2. Statutory accounts

To avoid confusion with everyday management accounts, the company's annual accounts filed at Companies House are referred to as "statutory accounts".

There are usually four main sections

  • A directors' report, giving a business review and their view of the firm's performance and prospects.
  • A balance sheet, outlining the company's financial position on the final day of the accounting period (the year end). Essentially, this shows what the company owns and what it owes.
  • A profit and loss account, showing the trading performance over the accounting period (usually 12 months). This summarises sales, costs and expenses, profits (or losses), and any tax charges.
  • Notes, giving more details about the information in the balance sheet and the profit and loss account.

The Companies Act sets out how the accounts will be presented

  • The format should also comply with UK accounting standards, which dictate how certain transactions should be treated in the financial statements.
  • Directors have to make sure that financial statements give a 'true and fair view' of the company's financial position.

3. Accounting records

All companies are legally required to keep detailed accounting records

These must include details of:

  • income and expenditure;
  • assets and liabilities;
  • stock and any stocktakings used to work this out;
  • goods sold or purchased and who you deal with (except for retail transactions).

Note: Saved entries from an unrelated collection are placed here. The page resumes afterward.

//! The shared mask token.

use std::{
    fmt,
    sync::{Arc, OnceLock},
};

use arc_swap::ArcSwap;

/// Token written in place of every sensitive value unless configured otherwise.
pub const DEFAULT_MASK_TOKEN: &str = "***";

/// A shared, replaceable mask token.
///
/// Clones share the same cell: a [`MaskToken::set`] on one handle is seen by
/// every other handle. Readers always observe a complete token, either the one
/// before or the one after a concurrent `set`.
#[derive(Clone)]
pub struct MaskToken {
    inner: Arc<ArcSwap<String>>,
}

impl MaskToken {
    /// Creates a new, unshared token cell.
    pub fn new(token: impl Into<String>) -> Self {
        Self {
            inner: Arc::new(ArcSwap::from_pointee(token.into())),
        }
    }

    /// The process-wide token, initialised to [`DEFAULT_MASK_TOKEN`].
    ///
    /// Targets configured without their own token share this cell.
    pub fn global() -> &'static Self {
        static GLOBAL: OnceLock<MaskToken> = OnceLock::new();
        GLOBAL.get_or_init(Self::default)
    }

    /// Returns the current token.
    pub fn get(&self) -> Arc<String> {
        self.inner.load_full()
    }

    /// Replaces the token for every handle sharing this cell.
    pub fn set(&self, token: impl Into<String>) {
        self.inner.store(Arc::new(token.into()));
    }

    /// Returns `true` if both handles share one cell.
    pub fn shares_cell_with(&self, other: &Self) -> bool {
        Arc::ptr_eq(&self.inner, &other.inner)
    }
}

impl Default for MaskToken {
    fn default() -> Self {
        Self::new(DEFAULT_MASK_TOKEN)
    }
}

impl fmt::Debug for MaskToken {
    fn fmt(&self, f: &mut fmt::Formatter<'_>) -> fmt::Result {
        f.debug_tuple("MaskToken").field(&*self.get()).finish()
    }
}

#[cfg(test)]
mod tests {
    use std::thread;

    use super::*;

    #[test]
    fn defaults_to_three_stars() {
        assert_eq!(*MaskToken::default().get(), "***");
    }

    #[test]
    fn clones_share_updates() {
        let token = MaskToken::new("[hidden]");
        let other = token.clone();
        other.set("###");
        assert_eq!(*token.get(), "###");
        assert!(token.shares_cell_with(&other));
        assert!(!token.shares_cell_with(&MaskToken::default()));
    }

    #[test]
    fn snapshot_is_not_rewritten_by_later_set() {
        let token = MaskToken::default();
        let before = token.get();
        token.set("changed");
        assert_eq!(*before, "***");
        assert_eq!(*token.get(), "changed");
    }

    #[test]
    fn concurrent_readers_see_whole_tokens() {
        let token = MaskToken::new("aaaaaaaa");
        let writer = {
            let token = token.clone();
            thread::spawn(move || {
                for i in 0..500 {
                    token.set(if i % 2 == 0 { "bbbbbbbb" } else { "aaaaaaaa" });
                }
            })
        };
        let readers: Vec<_> = (0..4)
            .map(|_| {
                let token = token.clone();
                thread::spawn(move || {
                    for _ in 0..500 {
                        let seen = token.get();
                        assert!(*seen == "aaaaaaaa" || *seen == "bbbbbbbb");
                    }
                })
            })
            .collect();
        writer.join().unwrap();
        for reader in readers {
            reader.join().unwrap();
        }
    }
}
//! Field-name based masking for structured log records.
//!
//! This crate separates:
//! - **What is sensitive**: a case-insensitive set of field names
//!   ([`SensitiveFieldSet`]).
//! - **How it is hidden**: a fixed, shared mask token ([`MaskToken`]) written
//!   over the value of every matching field, at any nesting depth.
//!
//! The masking itself is a pure walk over [`StructuredValue`] performed by
//! [`Masker`]. [`RedactingEncoder`] plugs that walk into a record encoder: it
//! masks scalar fields up front and wraps complex ones in a [`PendingMask`]
//! so the walk happens only when the wrapped encoder actually writes them.
//!
//! What this crate does:
//! - match field names, never field contents
//! - preserve keys, key spelling, array order and field order
//! - provide a `slog` drain decorator behind the `slog` feature
//!
//! What it does not do:
//! - route, filter by level, or write records anywhere
//! - inspect strings or bytes that were formatted before reaching it
//!
//! ```
//! use logmask::{Masker, SensitiveFieldSet, StructuredValue};
//! use serde_json::json;
//!
//! let masker = Masker::new(SensitiveFieldSet::new(["password"]));
//! let value = StructuredValue::from(json!({"user": "ada", "Password": "hunter2"}));
//! let masked = masker.mask(&value).unwrap();
//! assert_eq!(masked.to_json().unwrap(), json!({"user": "ada", "Password": "***"}));
//! ```

// <https://doc.rust-lang.org/rustc/lints/listing/allowed-by-default.html>
#![warn(
    anonymous_parameters,
    bare_trait_objects,
    elided_lifetimes_in_paths,
    missing_copy_implementations,
    rust_2018_idioms,
    trivial_casts,
    trivial_numeric_casts,
    unreachable_pub,
    unsafe_code,
    unused_extern_crates,
    unused_import_braces
)]
// <https://rust-lang.github.io/rust-clippy/stable>
#![warn(
    clippy::all,
    clippy::cargo,
    clippy::dbg_macro,
    clippy::float_cmp_const,
    clippy::get_unwrap,
    clippy::mem_forget,
    clippy::nursery,
    clippy::pedantic,
    clippy::todo,
    clippy::unwrap_used,
    clippy::uninlined_format_args
)]
// Allow some clippy lints
#![allow(
    clippy::doc_markdown,
    clippy::module_name_repetitions,
    clippy::multiple_crate_versions,
    clippy::must_use_candidate,
    clippy::needless_pass_by_value,
    clippy::cargo_common_metadata,
    clippy::missing_errors_doc,
    clippy::missing_const_for_fn,
    clippy::redundant_pub_crate,
    clippy::option_if_let_else
)]
// Allow some lints while testing
#![cfg_attr(test, allow(clippy::non_ascii_literal, clippy::unwrap_used))]

pub mod config;
pub mod encoder;
mod error;
mod fields;
mod masker;
mod pending;
#[cfg(feature = "slog")]
pub mod slog;
mod token;
mod value;

pub use config::RedactionConfig;
pub use encoder::{
    ENCODE_ERROR_KEY, Encoder, Entry, Field, FieldValue, JsonEncoder, JsonKeys, Level,
    RedactingEncoder, Redactor,
};
pub use error::{EncodeError, RedactError};
pub use fields::SensitiveFieldSet;
pub use masker::{DEFAULT_MAX_DEPTH, Masker, OnMaskFailure};
pub use pending::PendingMask;
#[cfg(feature = "slog")]
pub use crate::slog::{DrainError, RedactingDrain};
pub use token::{DEFAULT_MASK_TOKEN, MaskToken};
pub use value::{Canonical, Scalar, StructuredValue};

You must keep financial documentation to back up your tax return

This can be kept in hard copy or electronic form and will include:

  • records of all income and expenditure such as copies of orders, invoices and receipts;
  • other relevant information such as bank statements, cheque books and paying-in books.

Almost all businesses must file their annual tax return online

  • Most businesses use an accounting software system to simplify this process.

4. Planning

How much of the accounting work will you do yourself?

  • Accounting software can simplify the process and help minimise errors.
    If you want to switch from a manual accounting system, speak to your accountant to ensure you purchase the best software for your needs.
  • All figures should add up correctly and tally with your invoices, bills, paying-in books and most importantly with your bank statements.
  • Depending on your company's accounting expertise, you may be able to produce a trial balance. This lists the totals of the credit entries and the debit entries in the accounts, and shows that they agree.

Ask your accountant whether there are any tax-planning steps you should take

  • You may need to take action before your company's year end. For example, you may be advised to bring forward certain purchases, so that they count in the current accounting period.

Ask what other information and explanations the accountant will need

These are likely to fall into four key areas:

Book a date for a feedback (closing) meeting with the accountants

5. Purchases and sales

Your accounting records should be clear and logical as this saves time for everyone involved. Keep record-keeping simple and do it in a way that helps your business.

Cross-referencing means that each transaction can be traced

  • The cross-referencing creates a trail right through the records.

List sales made before the year end, but not yet paid for, as outstanding debtors

  • Include the amount, invoice number and invoice date.
  • Note any invoices that you suspect may not be paid, with a brief explanation. The accountant may make a 'provision for bad debts'. This effectively cancels the sale in your accounts.

List purchases made before year end, but not yet paid for, as outstanding creditors

  • Include the amount, the supplier's name and the payment due date.
  • Note any invoices you dispute and do not expect to pay, with a brief explanation.

As general good practice, list and analyse your debtors and creditors

  • An 'aged' list gives details by due date. The list makes it immediately clear where problems may arise, such as bad debts. This is easier if you use accounting software rather than manual records.
  • How much of your overdraft is used to give your customers free credit?

Only include invoices for the financial year in question, not the subsequent period

Laying the trail

Simple, systematic bookkeeping creates a trail that can be traced back to provide a full history of each transaction.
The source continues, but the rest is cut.